Jack, empregado numa companhia de seguros, sofre de tédio e insónias. O seu único escape é frequentar grupos de apoio a tuberculosos, doentes de Lúpus e cancro testicular... ao contrário dos frequentadores destes grupos, Jack não sofre de uma doença fatal ou de algum tipo esquisito de parasitismo sanguíneo. Jack é o próprio parasita que se torna dependente do sofrimento dos outros. Os seus bens materiais são tão insuficientes que só assistindo à dor dos outros consegue chorar e assim dormir como um bebé. Porém, rapidamente os grupos de apoio deixam de ser suficientes. A figura de Tyler serve para preencher essa lacuna – Tyler é o que Jack sempre sonhou ser.
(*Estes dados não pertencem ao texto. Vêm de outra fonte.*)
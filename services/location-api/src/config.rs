//! Named raster stacks loaded from YAML.

use std::collections::BTreeMap;
use std::path::Path;

use anyhow::{Context, Result};
use serde::{Deserialize, Serialize};

/// Every stack the service can query by name.
#[derive(Debug, Clone, Default, PartialEq, Serialize, Deserialize)]
pub struct StacksConfig {
    #[serde(default)]
    pub stacks: BTreeMap<String, StackDefinition>,
}

/// One named stack: raster files relative to the data directory, land
/// surface first.
#[derive(Debug, Clone, PartialEq, Serialize, Deserialize)]
pub struct StackDefinition {
    #[serde(default)]
    pub description: Option<String>,
    pub rasters: Vec<String>,
}

impl StacksConfig {
    /// Load stacks from a YAML file.
    ///
    /// A missing file yields an empty configuration; a file that exists but
    /// does not parse is an error.
    pub fn load_from_file(path: impl AsRef<Path>) -> Result<Self> {
        let path = path.as_ref();

        if !path.exists() {
            tracing::warn!(
                "Stacks file {} does not exist, no named stacks available",
                path.display()
            );
            return Ok(Self::default());
        }

        let content = std::fs::read_to_string(path)
            .with_context(|| format!("Failed to read: {:?}", path))?;
        let config = Self::from_yaml(&content)
            .with_context(|| format!("Failed to parse stacks config: {:?}", path))?;

        tracing::info!("Loaded {} stacks from {:?}", config.stacks.len(), path);
        Ok(config)
    }

    /// Parse stacks from YAML text.
    pub fn from_yaml(content: &str) -> Result<Self> {
        let config: Self = serde_yaml::from_str(content)?;

        if let Some((name, _)) = config.stacks.iter().find(|(_, s)| s.rasters.is_empty()) {
            anyhow::bail!("stack {name} lists no rasters");
        }

        Ok(config)
    }

    pub fn get(&self, name: &str) -> Option<&StackDefinition> {
        self.stacks.get(name)
    }

    pub fn len(&self) -> usize {
        self.stacks.len()
    }

    pub fn is_empty(&self) -> bool {
        self.stacks.is_empty()
    }
}
//! Stack query orchestration.

use tracing::{debug, info_span, warn};

use crate::config::QueryConfig;
use crate::consistency::check_consistency;
use crate::error::{Result, StackError};
use crate::extract::extract_value;
use crate::geometry::{cell_bounds, resolve_cell};
use crate::layer::RasterLayer;
use crate::stats::resolve_statistics;
use crate::types::{Coordinate, LayerResult, StackResult};

/// Runs point queries against an ordered stack of layers.
///
/// Layers are expected in land-surface-to-bedrock order; the order is kept in
/// the result but not enforced.
#[derive(Debug, Clone, Default)]
pub struct StackQuery {
    config: QueryConfig,
}

impl StackQuery {
    /// Create a query runner with the given configuration.
    pub fn new(config: QueryConfig) -> Self {
        Self { config }
    }

    /// Configuration used by this runner.
    pub fn config(&self) -> &QueryConfig {
        &self.config
    }

    /// Query every layer at `coordinate`.
    ///
    /// # Errors
    /// - [`StackError::EmptyStack`] / [`StackError::InvalidGeometry`] for an
    ///   unusable reference layer
    /// - [`StackError::LayerMismatch`] on the first layer that disagrees with
    ///   the reference grid
    /// - [`StackError::OutOfBounds`] when the coordinate is outside the grid
    /// - [`StackError::RasterAccess`] when a layer cannot be read
    /// - [`StackError::NoCoverage`] when no layer has data at the cell
    pub fn run(
        &self,
        layers: &[Box<dyn RasterLayer>],
        coordinate: Coordinate,
    ) -> Result<StackResult> {
        let span = info_span!("stack_query", x = coordinate.x, y = coordinate.y, layers = layers.len());
        let _guard = span.enter();

        let grid = check_consistency(layers, self.config.origin_precision)?;
        let cell = resolve_cell(coordinate, &grid)?;
        let bounds = cell_bounds(cell, &grid);

        let mut results = Vec::with_capacity(layers.len());
        let mut valid_cell_count = 0;

        for layer in layers {
            let layer = layer.as_ref();
            let extracted = extract_value(layer, cell, &self.config)?;
            let stats = resolve_statistics(layer, &self.config)?;

            if extracted.value.is_some() {
                valid_cell_count += 1;
            }

            debug!(
                layer = layer.name(),
                value = ?extracted.value,
                "Processed raster"
            );

            results.push(LayerResult {
                name: layer.name().to_string(),
                value: extracted.value,
                maximum: stats.maximum,
                minimum: stats.minimum,
                nodata: stats.nodata,
            });
        }

        if valid_cell_count == 0 {
            warn!(row = cell.row, column = cell.column, "No layer has data at cell");
            return Err(StackError::NoCoverage);
        }

        Ok(StackResult {
            grid,
            coordinate,
            cell,
            bounds,
            layers: results,
            valid_cell_count,
        })
    }
}

/// Query a stack with an explicit configuration.
pub fn query_stack(
    layers: &[Box<dyn RasterLayer>],
    coordinate: Coordinate,
    config: &QueryConfig,
) -> Result<StackResult> {
    StackQuery::new(config.clone()).run(layers, coordinate)
}

#[cfg(test)]
mod tests {
    use super::*;
    use crate::layer::MemoryLayer;
    use crate::types::{CellIndex, GeoTransform};

    fn transform() -> GeoTransform {
        GeoTransform::new(0.0, 100.0, 10.0, -10.0)
    }

    fn stack(values: [f64; 3]) -> Vec<Box<dyn RasterLayer>> {
        ["lsd", "dtw", "wtele"]
            .iter()
            .zip(values)
            .map(|(name, v)| {
                Box::new(MemoryLayer::filled(*name, transform(), 10, 10, v).with_nodata(-9999.0))
                    as Box<dyn RasterLayer>
            })
            .collect()
    }

    #[test]
    fn test_run_counts_valid_cells() {
        let layers = stack([120.5, -9999.0, 80.25]);
        let result = StackQuery::default()
            .run(&layers, Coordinate::new(25.0, 75.0))
            .unwrap();

        assert_eq!(result.cell, CellIndex::new(2, 2));
        assert_eq!(result.valid_cell_count, 2);
        assert_eq!(result.layers.len(), 3);
        assert_eq!(result.layers[0].value, Some(120.5));
        assert_eq!(result.layers[1].value, None);
        assert_eq!(result.layers[1].nodata, Some(-9999.0));
        assert_eq!(result.layers[1].minimum, None);
        assert_eq!(result.layers[2].value, Some(80.25));
    }

    #[test]
    fn test_run_all_nodata_is_no_coverage() {
        let layers = stack([-9999.0; 3]);
        let err = StackQuery::default()
            .run(&layers, Coordinate::new(25.0, 75.0))
            .unwrap_err();
        assert!(matches!(err, StackError::NoCoverage));
    }

    #[test]
    fn test_run_out_of_bounds() {
        let layers = stack([1.0, 2.0, 3.0]);
        let err = query_stack(&layers, Coordinate::new(250.0, 75.0), &QueryConfig::default())
            .unwrap_err();
        assert!(matches!(err, StackError::OutOfBounds { .. }));
    }

    #[test]
    fn test_mismatch_checked_before_bounds() {
        let mut layers = stack([1.0, 2.0, 3.0]);
        layers.push(Box::new(MemoryLayer::filled("uncer", transform(), 10, 11, 0.2)));
        let err = query_stack(&layers, Coordinate::new(250.0, 75.0), &QueryConfig::default())
            .unwrap_err();
        assert!(matches!(err, StackError::LayerMismatch { .. }));
    }
}
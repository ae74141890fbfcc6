use log::debug;

use crate::error::{Error, Location};
use crate::grammar;
use crate::lexer::Line;
use crate::operand::classify;
use crate::program::{Instruction, Program};
use crate::stats::StatCounters;

/// Everything one translation run accumulates.
#[derive(Debug, Default)]
pub struct Context<'input> {
    pub program: Program<'input>,
    pub stats: StatCounters,
}

impl<'input> Context<'input> {
    pub fn new() -> Self {
        Default::default()
    }

    fn next_order(&self) -> usize {
        self.program.instructions.len() + 1
    }
}

/// Validates one non-blank line as an instruction and appends it to the program.
///
/// Nothing is recorded unless the whole instruction is valid.
pub fn parse_instruction<'input>(line: &Line<'input>, context: &mut Context<'input>) -> Result<(), Error> {
    let (opcode, operand_words) = match line.words.split_first() {
        Some(split) => split,
        None => return Ok(()),
    };

    let entry = grammar::lookup(opcode.src)
        .ok_or_else(|| Error::UnknownOpcode {
            location: Location::new(line.number, opcode.span.clone()),
            opcode: opcode.src.to_string(),
        })?;

    if operand_words.len() != entry.arity() {
        return Err(Error::Arity {
            location: Location::new(line.number, line.content_span()),
            opcode: opcode.src.to_uppercase(),
            expected: entry.arity(),
            actual: operand_words.len(),
        });
    }

    let operands = operand_words.iter()
        .zip(entry.operands)
        .map(|(word, kind)| classify(word, *kind, line.number))
        .collect::<Result<Vec<_>, _>>()?;

    let instruction = Instruction {
        order: context.next_order(),
        opcode: entry.opcode.to_uppercase(),
        operands,
    };
    debug!("line {}: accepted {} as instruction {}", line.number, instruction.opcode, instruction.order);
    context.stats.record_instruction(entry.effect);
    context.program.instructions.push(instruction);
    Ok(())
}
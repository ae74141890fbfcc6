extern crate ippcode_translator;

use std::fs;
use std::io::{self, Read, Write};
use std::path::PathBuf;
use std::process;

use annotate_snippets::display_list::DisplayList;
use clap::{App, Arg, ArgMatches};
use ippcode_translator::{emit, translate, Error as TranslationError, Stat, StatsRequest};
use thiserror::Error;

const ABOUT: &str = "Reads IPPcode19 source from standard input, checks its lexical and \
syntactic correctness and writes its XML representation to standard output.";

#[derive(Error, Debug)]
enum CliError {
    #[error("{0}")]
    Params(String),
    #[error("could not read standard input: {0}")]
    Input(#[source] io::Error),
    #[error("could not write `{path}`: {source}")]
    Stats { path: String, source: io::Error },
    #[error("could not write standard output: {0}")]
    Output(#[source] io::Error),
    #[error(transparent)]
    Translation(#[from] TranslationError),
}

impl CliError {
    fn exit_code(&self) -> i32 {
        match self {
            CliError::Params(_) => 10,
            CliError::Input(_) => 11,
            CliError::Stats { .. } | CliError::Output(_) => 12,
            CliError::Translation(error) => error.kind().exit_code(),
        }
    }
}

fn app() -> App<'static, 'static> {
    let stat_flag = |stat: Stat, help: &'static str| {
        Arg::with_name(stat.flag())
            .long(stat.flag())
            .multiple(true)
            .help(help)
    };
    App::new("parse_ippcode")
        .about(ABOUT)
        .arg(stat_flag(Stat::Loc, "Reports the number of instructions"))
        .arg(stat_flag(Stat::Comments, "Reports the number of lines with a comment"))
        .arg(stat_flag(Stat::Labels, "Reports the number of LABEL instructions"))
        .arg(stat_flag(Stat::Jumps, "Reports the number of jump instructions"))
        .arg(Arg::with_name("stats")
            .long("stats")
            .takes_value(true)
            .value_name("FILE")
            .help("Writes the selected statistics to FILE, one per line, in the order given"))
        .arg(Arg::with_name("annotate")
            .long("annotate")
            .help("Prints errors with the offending source line"))
}

fn stats_request(matches: &ArgMatches) -> Result<StatsRequest, CliError> {
    let positions = Stat::ALL.iter()
        .flat_map(|stat| {
            matches.indices_of(stat.flag())
                .into_iter()
                .flatten()
                .map(move |index| (index, *stat))
        })
        .collect::<Vec<_>>();
    let destination = matches.value_of("stats").map(PathBuf::from);
    let request = StatsRequest::from_positions(positions, destination);
    if request.is_missing_destination() {
        return Err(CliError::Params("statistics were selected without --stats=FILE".to_string()));
    }
    Ok(request)
}

fn run(matches: &ArgMatches, source: &mut String) -> Result<(), CliError> {
    let request = stats_request(matches)?;

    io::stdin().read_to_string(source).map_err(CliError::Input)?;
    let translation = translate(source)?;

    if let Some(path) = request.destination {
        let report = translation.stats.report(&request.selection);
        fs::write(&path, report)
            .map_err(|error| CliError::Stats { path: path.display().to_string(), source: error })?;
    }

    if let Some(document) = emit(&translation.program) {
        let stdout = io::stdout();
        let mut handle = stdout.lock();
        handle.write_all(document.as_bytes())
            .and_then(|()| handle.flush())
            .map_err(CliError::Output)?;
    }
    Ok(())
}

fn report(error: &CliError, source: &str, annotate: bool) {
    match error {
        CliError::Translation(error) if annotate => {
            let message = error.to_string();
            let snippet = error.create_snippet(&message, source, Some("<stdin>"), true);
            eprintln!("{}", DisplayList::from(snippet));
        }
        _ => eprintln!("error: {}", error),
    }
}

fn main() {
    env_logger::init();

    let matches = match app().get_matches_safe() {
        Ok(matches) => matches,
        Err(error) if error.use_stderr() => {
            eprintln!("{}", error.message);
            process::exit(10);
        }
        Err(error) => error.exit(),
    };

    let mut source = String::new();
    if let Err(error) = run(&matches, &mut source) {
        log::debug!("failed: {:?}", error);
        report(&error, &source, matches.is_present("annotate"));
        process::exit(error.exit_code());
    }
}
use std::path::PathBuf;

use itertools::Itertools;

use crate::grammar::Effect;

/// A statistics counter that can be asked for.
#[derive(Debug, Clone, Copy, PartialEq, Eq, Hash)]
pub enum Stat {
    Loc,
    Comments,
    Labels,
    Jumps,
}

impl Stat {
    pub const ALL: [Stat; 4] = [Stat::Loc, Stat::Comments, Stat::Labels, Stat::Jumps];

    /// Name of the command-line flag selecting this counter, without dashes.
    pub fn flag(&self) -> &'static str {
        match self {
            Stat::Loc => "loc",
            Stat::Comments => "comments",
            Stat::Labels => "labels",
            Stat::Jumps => "jumps",
        }
    }

    pub fn from_flag(flag: &str) -> Option<Stat> {
        Stat::ALL.iter().copied().find(|stat| stat.flag() == flag)
    }
}

#[derive(Debug, Clone, Copy, Default, PartialEq, Eq)]
pub struct StatCounters {
    /// Accepted instructions; the header does not count.
    pub loc: usize,
    /// Physical lines holding a comment.
    pub comments: usize,
    pub labels: usize,
    pub jumps: usize,
}

impl StatCounters {
    pub fn get(&self, stat: Stat) -> usize {
        match stat {
            Stat::Loc => self.loc,
            Stat::Comments => self.comments,
            Stat::Labels => self.labels,
            Stat::Jumps => self.jumps,
        }
    }

    pub(crate) fn record_comment(&mut self) {
        self.comments += 1;
    }

    pub(crate) fn record_instruction(&mut self, effect: Effect) {
        self.loc += 1;
        match effect {
            Effect::Label => self.labels += 1,
            Effect::Jump => self.jumps += 1,
            Effect::None => {}
        }
    }

    /// One value per line, in the order asked for. Asking twice reports twice.
    pub fn report(&self, selection: &[Stat]) -> String {
        selection.iter()
            .map(|stat| format!("{}\n", self.get(*stat)))
            .join("")
    }
}

/// Which counters to report, and where.
#[derive(Debug, Clone, Default, PartialEq, Eq)]
pub struct StatsRequest {
    pub selection: Vec<Stat>,
    pub destination: Option<PathBuf>,
}

impl StatsRequest {
    /// Builds a request from `(position, stat)` pairs, ordering the selection
    /// by position on the command line.
    pub fn from_positions(positions: impl IntoIterator<Item=(usize, Stat)>, destination: Option<PathBuf>) -> Self {
        let selection = positions.into_iter()
            .sorted_by_key(|(position, _)| *position)
            .map(|(_, stat)| stat)
            .collect();
        StatsRequest { selection, destination }
    }

    /// Counters were selected without saying where to write them.
    pub fn is_missing_destination(&self) -> bool {
        !self.selection.is_empty() && self.destination.is_none()
    }
}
AUTO-AGRESSÃO, VIOLÊNCIA AUTO-INFLINGIDA



Tyler insiste na filosofia de que experienciar a dor é um modo de alcançar a libertação. Assim, Jack inicia uma actividade auto-destrutiva como meio de melhorar a sua existência entediante e banal – nasce o FIGHT CLUB.

As tendências destrutivas do narrador são evidentes, sobretudo quando Tyler queima a mão de Jack (com um beijo e Potassa). Quando o espectador se apercebe que Tyler e Jack são a mesma pessoa, essa cena atinge uma dimensão muito profunda e densa devido à percepção da auto-mutilação que se pretende recriar no filme. O beijo, que significa amor, assume aqui o papel de destruidor. Não há limites para Jack. O que era deixou de ser. Os conceitos alteram-se neste novo e complexo mundo que Jack descobriu.

Jack percebe que ele e Tyler se assumem-se como uma e a mesma pessoa quando se começa a verificar incongruências e quando deixa de se identificar com as acções que tanto valorizava. Ao perceber que tudo está a tomar proporções alarmantes – sobretudo o projecto Destruição – vidas passam a estar em jogo e Jack tem de, rapidamente, ganhar o controlo da situação destruindo Tyler Durden.

O último acto de violência auto-inflingida é a tentativa de suicídio de Jack. Agora o controlo é seu... a arma de Tyler está na sua mão porque Tyler e ele são um só.